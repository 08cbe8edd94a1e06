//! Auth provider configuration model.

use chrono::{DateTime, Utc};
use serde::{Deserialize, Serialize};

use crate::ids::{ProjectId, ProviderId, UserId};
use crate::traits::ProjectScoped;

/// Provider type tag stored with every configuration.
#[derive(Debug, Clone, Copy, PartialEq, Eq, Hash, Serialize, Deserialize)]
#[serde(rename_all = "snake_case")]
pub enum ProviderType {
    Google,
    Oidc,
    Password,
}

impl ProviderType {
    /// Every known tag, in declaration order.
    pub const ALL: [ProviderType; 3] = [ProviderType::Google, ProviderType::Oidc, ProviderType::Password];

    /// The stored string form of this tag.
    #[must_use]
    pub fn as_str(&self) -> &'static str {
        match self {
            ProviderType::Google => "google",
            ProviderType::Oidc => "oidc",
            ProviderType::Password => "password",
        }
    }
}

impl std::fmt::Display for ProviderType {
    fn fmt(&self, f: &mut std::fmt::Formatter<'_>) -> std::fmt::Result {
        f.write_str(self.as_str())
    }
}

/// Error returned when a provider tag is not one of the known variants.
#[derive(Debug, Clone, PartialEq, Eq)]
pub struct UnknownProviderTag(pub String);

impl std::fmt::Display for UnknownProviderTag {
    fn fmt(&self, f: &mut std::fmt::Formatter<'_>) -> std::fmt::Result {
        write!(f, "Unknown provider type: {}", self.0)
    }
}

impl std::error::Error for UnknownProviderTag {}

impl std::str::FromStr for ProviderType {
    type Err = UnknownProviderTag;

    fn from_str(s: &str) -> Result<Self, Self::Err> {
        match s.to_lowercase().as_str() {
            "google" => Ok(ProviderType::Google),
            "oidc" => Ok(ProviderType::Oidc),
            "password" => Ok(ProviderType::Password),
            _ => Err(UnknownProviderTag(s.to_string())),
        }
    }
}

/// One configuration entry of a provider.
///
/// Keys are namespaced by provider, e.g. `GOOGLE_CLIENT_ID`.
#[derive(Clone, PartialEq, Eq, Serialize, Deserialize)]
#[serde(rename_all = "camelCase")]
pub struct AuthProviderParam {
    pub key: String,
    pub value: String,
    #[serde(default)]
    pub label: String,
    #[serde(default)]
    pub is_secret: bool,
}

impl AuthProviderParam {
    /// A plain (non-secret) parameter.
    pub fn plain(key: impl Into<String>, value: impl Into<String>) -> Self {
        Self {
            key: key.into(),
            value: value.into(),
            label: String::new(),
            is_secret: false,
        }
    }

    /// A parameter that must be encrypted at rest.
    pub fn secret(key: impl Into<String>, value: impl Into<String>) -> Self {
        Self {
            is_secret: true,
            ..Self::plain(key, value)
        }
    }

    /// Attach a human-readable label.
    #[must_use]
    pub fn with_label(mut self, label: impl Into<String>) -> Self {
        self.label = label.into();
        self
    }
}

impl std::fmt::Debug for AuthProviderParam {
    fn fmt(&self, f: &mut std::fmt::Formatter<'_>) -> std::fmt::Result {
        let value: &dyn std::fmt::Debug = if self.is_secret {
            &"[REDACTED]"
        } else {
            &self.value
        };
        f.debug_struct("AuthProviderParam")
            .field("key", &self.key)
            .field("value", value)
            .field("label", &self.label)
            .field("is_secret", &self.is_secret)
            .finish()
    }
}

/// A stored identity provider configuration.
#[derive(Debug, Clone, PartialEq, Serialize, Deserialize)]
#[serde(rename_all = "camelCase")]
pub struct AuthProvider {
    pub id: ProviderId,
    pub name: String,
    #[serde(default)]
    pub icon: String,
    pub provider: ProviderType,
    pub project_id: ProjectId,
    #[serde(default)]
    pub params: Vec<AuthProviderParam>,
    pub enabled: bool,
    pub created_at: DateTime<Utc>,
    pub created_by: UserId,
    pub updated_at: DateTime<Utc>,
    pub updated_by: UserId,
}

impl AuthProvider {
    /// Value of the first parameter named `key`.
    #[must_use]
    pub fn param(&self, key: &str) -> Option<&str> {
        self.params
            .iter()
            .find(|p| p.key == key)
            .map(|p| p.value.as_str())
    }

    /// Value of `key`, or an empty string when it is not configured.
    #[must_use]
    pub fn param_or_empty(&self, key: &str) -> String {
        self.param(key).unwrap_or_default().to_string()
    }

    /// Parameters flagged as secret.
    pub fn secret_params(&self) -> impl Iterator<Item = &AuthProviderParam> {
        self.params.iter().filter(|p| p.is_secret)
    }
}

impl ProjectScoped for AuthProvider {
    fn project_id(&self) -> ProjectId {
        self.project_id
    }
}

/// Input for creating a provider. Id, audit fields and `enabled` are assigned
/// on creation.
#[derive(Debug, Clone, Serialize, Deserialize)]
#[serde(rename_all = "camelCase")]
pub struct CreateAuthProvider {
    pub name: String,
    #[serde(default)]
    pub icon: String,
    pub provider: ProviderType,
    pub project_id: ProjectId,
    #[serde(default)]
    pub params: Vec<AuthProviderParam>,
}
==================================================
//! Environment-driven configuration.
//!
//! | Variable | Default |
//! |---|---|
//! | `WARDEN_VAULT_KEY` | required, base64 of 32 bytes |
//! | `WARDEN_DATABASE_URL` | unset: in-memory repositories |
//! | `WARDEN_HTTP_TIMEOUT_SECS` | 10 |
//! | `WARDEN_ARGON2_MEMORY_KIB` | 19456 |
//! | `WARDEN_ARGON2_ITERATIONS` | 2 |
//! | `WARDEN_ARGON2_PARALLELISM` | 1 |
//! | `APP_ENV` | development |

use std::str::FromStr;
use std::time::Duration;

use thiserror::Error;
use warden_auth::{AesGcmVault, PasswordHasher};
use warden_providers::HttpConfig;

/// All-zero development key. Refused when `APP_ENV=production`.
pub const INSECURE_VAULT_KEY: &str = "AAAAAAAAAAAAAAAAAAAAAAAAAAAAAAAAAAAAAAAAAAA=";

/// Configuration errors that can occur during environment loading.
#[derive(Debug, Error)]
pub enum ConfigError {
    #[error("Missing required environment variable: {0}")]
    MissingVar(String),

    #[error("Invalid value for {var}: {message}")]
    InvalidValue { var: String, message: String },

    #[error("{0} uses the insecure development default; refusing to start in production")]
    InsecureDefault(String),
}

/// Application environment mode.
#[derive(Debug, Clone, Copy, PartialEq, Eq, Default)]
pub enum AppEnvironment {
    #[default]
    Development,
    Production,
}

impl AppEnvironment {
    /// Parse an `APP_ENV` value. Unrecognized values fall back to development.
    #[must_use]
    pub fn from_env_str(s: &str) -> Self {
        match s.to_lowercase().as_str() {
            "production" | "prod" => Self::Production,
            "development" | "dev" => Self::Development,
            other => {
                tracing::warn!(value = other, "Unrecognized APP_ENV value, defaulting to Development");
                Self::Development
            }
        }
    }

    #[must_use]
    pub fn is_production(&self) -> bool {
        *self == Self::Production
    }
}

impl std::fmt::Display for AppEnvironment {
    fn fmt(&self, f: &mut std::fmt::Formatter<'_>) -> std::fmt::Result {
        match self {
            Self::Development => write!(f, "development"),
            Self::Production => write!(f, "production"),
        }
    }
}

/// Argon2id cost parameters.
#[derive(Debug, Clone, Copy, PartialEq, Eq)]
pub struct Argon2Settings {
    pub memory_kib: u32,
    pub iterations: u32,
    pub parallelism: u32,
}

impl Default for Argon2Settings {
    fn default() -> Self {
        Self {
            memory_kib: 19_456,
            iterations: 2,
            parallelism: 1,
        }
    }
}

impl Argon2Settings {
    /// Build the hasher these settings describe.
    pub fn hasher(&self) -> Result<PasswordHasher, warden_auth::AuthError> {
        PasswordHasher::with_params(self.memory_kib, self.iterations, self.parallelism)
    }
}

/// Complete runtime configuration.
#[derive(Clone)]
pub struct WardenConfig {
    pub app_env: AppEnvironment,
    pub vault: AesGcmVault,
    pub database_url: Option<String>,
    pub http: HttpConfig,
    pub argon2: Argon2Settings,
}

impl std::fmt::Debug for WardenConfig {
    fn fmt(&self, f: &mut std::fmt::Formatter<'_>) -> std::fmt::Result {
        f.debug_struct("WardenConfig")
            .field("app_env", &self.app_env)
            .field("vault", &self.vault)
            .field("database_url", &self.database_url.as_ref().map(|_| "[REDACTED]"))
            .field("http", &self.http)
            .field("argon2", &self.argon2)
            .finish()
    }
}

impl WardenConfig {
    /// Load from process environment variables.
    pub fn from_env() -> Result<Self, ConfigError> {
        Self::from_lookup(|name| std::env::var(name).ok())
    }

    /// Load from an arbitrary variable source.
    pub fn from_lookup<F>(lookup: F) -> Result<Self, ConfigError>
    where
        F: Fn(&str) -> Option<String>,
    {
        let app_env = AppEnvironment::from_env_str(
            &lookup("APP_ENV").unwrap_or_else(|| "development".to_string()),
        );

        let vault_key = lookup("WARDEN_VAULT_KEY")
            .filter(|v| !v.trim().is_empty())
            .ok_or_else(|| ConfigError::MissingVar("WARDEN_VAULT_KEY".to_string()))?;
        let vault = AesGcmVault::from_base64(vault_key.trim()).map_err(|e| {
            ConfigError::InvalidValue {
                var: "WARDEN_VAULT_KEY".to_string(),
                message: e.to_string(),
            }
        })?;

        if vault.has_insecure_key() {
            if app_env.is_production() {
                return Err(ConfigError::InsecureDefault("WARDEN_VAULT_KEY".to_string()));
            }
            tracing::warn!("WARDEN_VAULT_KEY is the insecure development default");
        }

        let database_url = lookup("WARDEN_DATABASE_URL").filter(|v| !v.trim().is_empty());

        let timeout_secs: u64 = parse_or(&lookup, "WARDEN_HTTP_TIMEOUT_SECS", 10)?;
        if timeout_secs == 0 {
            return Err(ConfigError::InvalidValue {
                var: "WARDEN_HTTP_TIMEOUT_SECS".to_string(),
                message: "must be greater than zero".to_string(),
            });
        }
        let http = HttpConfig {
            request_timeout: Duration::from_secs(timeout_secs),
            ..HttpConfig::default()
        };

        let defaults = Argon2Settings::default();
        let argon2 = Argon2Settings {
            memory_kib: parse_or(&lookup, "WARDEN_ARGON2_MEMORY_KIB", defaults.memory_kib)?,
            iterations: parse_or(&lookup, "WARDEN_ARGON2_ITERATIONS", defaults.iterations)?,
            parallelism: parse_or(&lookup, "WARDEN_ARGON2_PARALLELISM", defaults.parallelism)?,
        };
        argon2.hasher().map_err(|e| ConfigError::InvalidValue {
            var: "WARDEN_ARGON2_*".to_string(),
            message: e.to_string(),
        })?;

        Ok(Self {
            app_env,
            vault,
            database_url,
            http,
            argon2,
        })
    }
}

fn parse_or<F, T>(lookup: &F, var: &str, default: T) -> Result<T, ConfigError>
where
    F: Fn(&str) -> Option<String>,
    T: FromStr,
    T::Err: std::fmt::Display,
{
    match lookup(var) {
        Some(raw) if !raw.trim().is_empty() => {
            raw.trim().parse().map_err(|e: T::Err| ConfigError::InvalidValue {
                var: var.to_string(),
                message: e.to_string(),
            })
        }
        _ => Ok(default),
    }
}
==================================================
### Action item
Give back precisely the lines above that start at the line containing "repository 08cbe8edd94a1e06" and end at the line containing "with every configuration.", inclusive. No other lines belong in the output.

### Answer for this exercise
repository 08cbe8edd94a1e06
//! Auth provider configuration model.

use chrono::{DateTime, Utc};
use serde::{Deserialize, Serialize};

use crate::ids::{ProjectId, ProviderId, UserId};
use crate::traits::ProjectScoped;

/// Provider type tag stored with every configuration.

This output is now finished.